**To do**. Set down every entry exactly as it was written.

**Saved data entries**.

//! Configuration loaded from a TOML file. Every field has a default, so an
//! absent file or an empty section is valid.

use serde::{Deserialize, Serialize};
use std::fmt;
use std::path::{Path, PathBuf};
use std::time::Duration;
use thiserror::Error;

/// Browser-like identity; many sites reject unidentified clients
pub const DEFAULT_USER_AGENT: &str = "Mozilla/5.0 (Windows NT 10.0; Win64; x64) AppleWebKit/537.36 (KHTML, like Gecko) Chrome/120.0.0.0 Safari/537.36";

#[derive(Error, Debug)]
pub enum ConfigError {
    #[error("IO error: {0}")]
    Io(#[from] std::io::Error),
    #[error("Invalid config: {0}")]
    Parse(#[from] toml::de::Error),
}

#[derive(Debug, Clone, Default, PartialEq, Serialize, Deserialize)]
pub struct Config {
    #[serde(default)]
    pub database: DatabaseConfig,
    #[serde(default)]
    pub fetch: FetchConfig,
    #[serde(default)]
    pub ingest: IngestConfig,
    #[serde(default)]
    pub logging: LoggingConfig,
}

impl Config {
    /// Load from `path`; a missing file yields the defaults
    pub fn load<P: AsRef<Path>>(path: P) -> Result<Self, ConfigError> {
        let path = path.as_ref();
        if !path.exists() {
            tracing::debug!(path = %path.display(), "config file not found, using defaults");
            return Ok(Self::default());
        }
        let content = std::fs::read_to_string(path)?;
        Ok(toml::from_str(&content)?)
    }
}

// ─────────────────────────────────────────────────────────────────────────────
// DATABASE
// ─────────────────────────────────────────────────────────────────────────────

#[derive(Debug, Clone, PartialEq, Serialize, Deserialize)]
#[serde(default)]
pub struct DatabaseConfig {
    pub path: PathBuf,
    /// r2d2 max connections (in-memory databases always use one)
    pub pool_size: u32,
    pub connection_timeout_secs: u64,
    pub busy_timeout_ms: u64,
}

impl Default for DatabaseConfig {
    fn default() -> Self {
        Self {
            path: PathBuf::from("linkshelf.db"),
            pool_size: 8,
            connection_timeout_secs: 5,
            busy_timeout_ms: 5000,
        }
    }
}

impl DatabaseConfig {
    pub fn connection_timeout(&self) -> Duration {
        Duration::from_secs(self.connection_timeout_secs)
    }
}

// ─────────────────────────────────────────────────────────────────────────────
// FETCH
// ─────────────────────────────────────────────────────────────────────────────

#[derive(Debug, Clone, PartialEq, Serialize, Deserialize)]
#[serde(default)]
pub struct FetchConfig {
    pub timeout_secs: u64,
    pub connect_timeout_secs: u64,
    pub max_redirects: usize,
    /// Bodies larger than this are truncated, not rejected
    pub max_html_bytes: usize,
    pub user_agent: String,
}

impl Default for FetchConfig {
    fn default() -> Self {
        Self {
            timeout_secs: 10,
            connect_timeout_secs: 5,
            max_redirects: 5,
            max_html_bytes: 512 * 1024,
            user_agent: DEFAULT_USER_AGENT.to_string(),
        }
    }
}

impl FetchConfig {
    pub fn timeout(&self) -> Duration {
        Duration::from_secs(self.timeout_secs)
    }

    pub fn connect_timeout(&self) -> Duration {
        Duration::from_secs(self.connect_timeout_secs)
    }
}

// ─────────────────────────────────────────────────────────────────────────────
// INGEST
// ─────────────────────────────────────────────────────────────────────────────

#[derive(Debug, Clone, PartialEq, Serialize, Deserialize)]
#[serde(default)]
pub struct IngestConfig {
    /// URLs from one message resolved concurrently
    pub concurrency: usize,
}

impl Default for IngestConfig {
    fn default() -> Self {
        Self { concurrency: 4 }
    }
}

// ─────────────────────────────────────────────────────────────────────────────
// LOGGING
// ─────────────────────────────────────────────────────────────────────────────

/// Log output format
#[derive(Debug, Clone, Copy, Default, PartialEq, Eq, Serialize, Deserialize)]
#[serde(rename_all = "lowercase")]
pub enum LogFormat {
    #[default]
    Text,
    Json,
}

/// Log severity level
#[derive(Debug, Clone, Copy, Default, PartialEq, Eq, Serialize, Deserialize)]
#[serde(rename_all = "lowercase")]
pub enum LogLevel {
    Trace,
    Debug,
    #[default]
    Info,
    Warn,
    Error,
}

impl LogLevel {
    pub fn as_str(&self) -> &'static str {
        match self {
            Self::Trace => "trace",
            Self::Debug => "debug",
            Self::Info => "info",
            Self::Warn => "warn",
            Self::Error => "error",
        }
    }
}

impl fmt::Display for LogLevel {
    fn fmt(&self, f: &mut fmt::Formatter<'_>) -> fmt::Result {
        f.write_str(self.as_str())
    }
}

#[derive(Debug, Clone, Default, PartialEq, Serialize, Deserialize)]
#[serde(default)]
pub struct LoggingConfig {
    pub format: LogFormat,
    pub level: LogLevel,
}

#[cfg(test)]
mod tests {
    use super::*;

    #[test]
    fn test_missing_file_gives_defaults() {
        let config = Config::load("/definitely/not/here/linkshelf.toml").unwrap();
        assert_eq!(config, Config::default());
        assert_eq!(config.fetch.timeout(), Duration::from_secs(10));
        assert_eq!(config.fetch.max_redirects, 5);
        assert_eq!(config.ingest.concurrency, 4);
    }

    #[test]
    fn test_partial_sections() {
        let config: Config = toml::from_str(
            r#"
            [database]
            path = "/tmp/links.db"

            [logging]
            format = "json"
            level = "debug"
            "#,
        )
        .unwrap();

        assert_eq!(config.database.path, PathBuf::from("/tmp/links.db"));
        assert_eq!(config.database.pool_size, 8);
        assert_eq!(config.logging.format, LogFormat::Json);
        assert_eq!(config.logging.level, LogLevel::Debug);
        assert_eq!(config.fetch.user_agent, DEFAULT_USER_AGENT);
    }

    #[test]
    fn test_rejects_unknown_level() {
        let result: Result<Config, _> = toml::from_str("[logging]\nlevel = \"loud\"\n");
        assert!(result.is_err());
    }
}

**Result below**.
//! Configuration loaded from a TOML file. Every field has a default, so an
//! absent file or an empty section is valid.

use serde::{Deserialize, Serialize};
use std::fmt;
use std::path::{Path, PathBuf};
use std::time::Duration;
use thiserror::Error;

/// Browser-like identity; many sites reject unidentified clients
pub const DEFAULT_USER_AGENT: &str = "Mozilla/5.0 (Windows NT 10.0; Win64; x64) AppleWebKit/537.36 (KHTML, like Gecko) Chrome/120.0.0.0 Safari/537.36";

#[derive(Error, Debug)]
pub enum ConfigError {
    #[error("IO error: {0}")]
    Io(#[from] std::io::Error),
    #[error("Invalid config: {0}")]
    Parse(#[from] toml::de::Error),
}

#[derive(Debug, Clone, Default, PartialEq, Serialize, Deserialize)]
pub struct Config {
    #[serde(default)]
    pub database: DatabaseConfig,
    #[serde(default)]
    pub fetch: FetchConfig,
    #[serde(default)]
    pub ingest: IngestConfig,
    #[serde(default)]
    pub logging: LoggingConfig,
}

impl Config {
    /// Load from `path`; a missing file yields the defaults
    pub fn load<P: AsRef<Path>>(path: P) -> Result<Self, ConfigError> {
        let path = path.as_ref();
        if !path.exists() {
            tracing::debug!(path = %path.display(), "config file not found, using defaults");
            return Ok(Self::default());
        }
        let content = std::fs::read_to_string(path)?;
        Ok(toml::from_str(&content)?)
    }
}

// ─────────────────────────────────────────────────────────────────────────────
// DATABASE
// ─────────────────────────────────────────────────────────────────────────────

#[derive(Debug, Clone, PartialEq, Serialize, Deserialize)]
#[serde(default)]
pub struct DatabaseConfig {
    pub path: PathBuf,
    /// r2d2 max connections (in-memory databases always use one)
    pub pool_size: u32,
    pub connection_timeout_secs: u64,
    pub busy_timeout_ms: u64,
}

impl Default for DatabaseConfig {
    fn default() -> Self {
        Self {
            path: PathBuf::from("linkshelf.db"),
            pool_size: 8,
            connection_timeout_secs: 5,
            busy_timeout_ms: 5000,
        }
    }
}

impl DatabaseConfig {
    pub fn connection_timeout(&self) -> Duration {
        Duration::from_secs(self.connection_timeout_secs)
    }
}

// ─────────────────────────────────────────────────────────────────────────────
// FETCH
// ─────────────────────────────────────────────────────────────────────────────

#[derive(Debug, Clone, PartialEq, Serialize, Deserialize)]
#[serde(default)]
pub struct FetchConfig {
    pub timeout_secs: u64,
    pub connect_timeout_secs: u64,
    pub max_redirects: usize,
    /// Bodies larger than this are truncated, not rejected
    pub max_html_bytes: usize,
    pub user_agent: String,
}

impl Default for FetchConfig {
    fn default() -> Self {
        Self {
            timeout_secs: 10,
            connect_timeout_secs: 5,
            max_redirects: 5,
            max_html_bytes: 512 * 1024,
            user_agent: DEFAULT_USER_AGENT.to_string(),
        }
    }
}

impl FetchConfig {
    pub fn timeout(&self) -> Duration {
        Duration::from_secs(self.timeout_secs)
    }

    pub fn connect_timeout(&self) -> Duration {
        Duration::from_secs(self.connect_timeout_secs)
    }
}

// ─────────────────────────────────────────────────────────────────────────────
// INGEST
// ─────────────────────────────────────────────────────────────────────────────

#[derive(Debug, Clone, PartialEq, Serialize, Deserialize)]
#[serde(default)]
pub struct IngestConfig {
    /// URLs from one message resolved concurrently
    pub concurrency: usize,
}

impl Default for IngestConfig {
    fn default() -> Self {
        Self { concurrency: 4 }
    }
}

// ─────────────────────────────────────────────────────────────────────────────
// LOGGING
// ─────────────────────────────────────────────────────────────────────────────

/// Log output format
#[derive(Debug, Clone, Copy, Default, PartialEq, Eq, Serialize, Deserialize)]
#[serde(rename_all = "lowercase")]
pub enum LogFormat {
    #[default]
    Text,
    Json,
}

/// Log severity level
#[derive(Debug, Clone, Copy, Default, PartialEq, Eq, Serialize, Deserialize)]
#[serde(rename_all = "lowercase")]
pub enum LogLevel {
    Trace,
    Debug,
    #[default]
    Info,
    Warn,
    Error,
}

impl LogLevel {
    pub fn as_str(&self) -> &'static str {
        match self {
            Self::Trace => "trace",
            Self::Debug => "debug",
            Self::Info => "info",
            Self::Warn => "warn",
            Self::Error => "error",
        }
    }
}

impl fmt::Display for LogLevel {
    fn fmt(&self, f: &mut fmt::Formatter<'_>) -> fmt::Result {
        f.write_str(self.as_str())
    }
}

#[derive(Debug, Clone, Default, PartialEq, Serialize, Deserialize)]
#[serde(default)]
pub struct LoggingConfig {
    pub format: LogFormat,
    pub level: LogLevel,
}

#[cfg(test)]
mod tests {
    use super::*;

    #[test]
    fn test_missing_file_gives_defaults() {
        let config = Config::load("/definitely/not/here/linkshelf.toml").unwrap();
        assert_eq!(config, Config::default());
        assert_eq!(config.fetch.timeout(), Duration::from_secs(10));
        assert_eq!(config.fetch.max_redirects, 5);
        assert_eq!(config.ingest.concurrency, 4);
    }

    #[test]
    fn test_partial_sections() {
        let config: Config = toml::from_str(
            r#"
            [database]
            path = "/tmp/links.db"

            [logging]
            format = "json"
            level = "debug"
            "#,
        )
        .unwrap();

        assert_eq!(config.database.path, PathBuf::from("/tmp/links.db"));
        assert_eq!(config.database.pool_size, 8);
        assert_eq!(config.logging.format, LogFormat::Json);
        assert_eq!(config.logging.level, LogLevel::Debug);
        assert_eq!(config.fetch.user_agent, DEFAULT_USER_AGENT);
    }

    #[test]
    fn test_rejects_unknown_level() {
        let result: Result<Config, _> = toml::from_str("[logging]\nlevel = \"loud\"\n");
        assert!(result.is_err());
    }
}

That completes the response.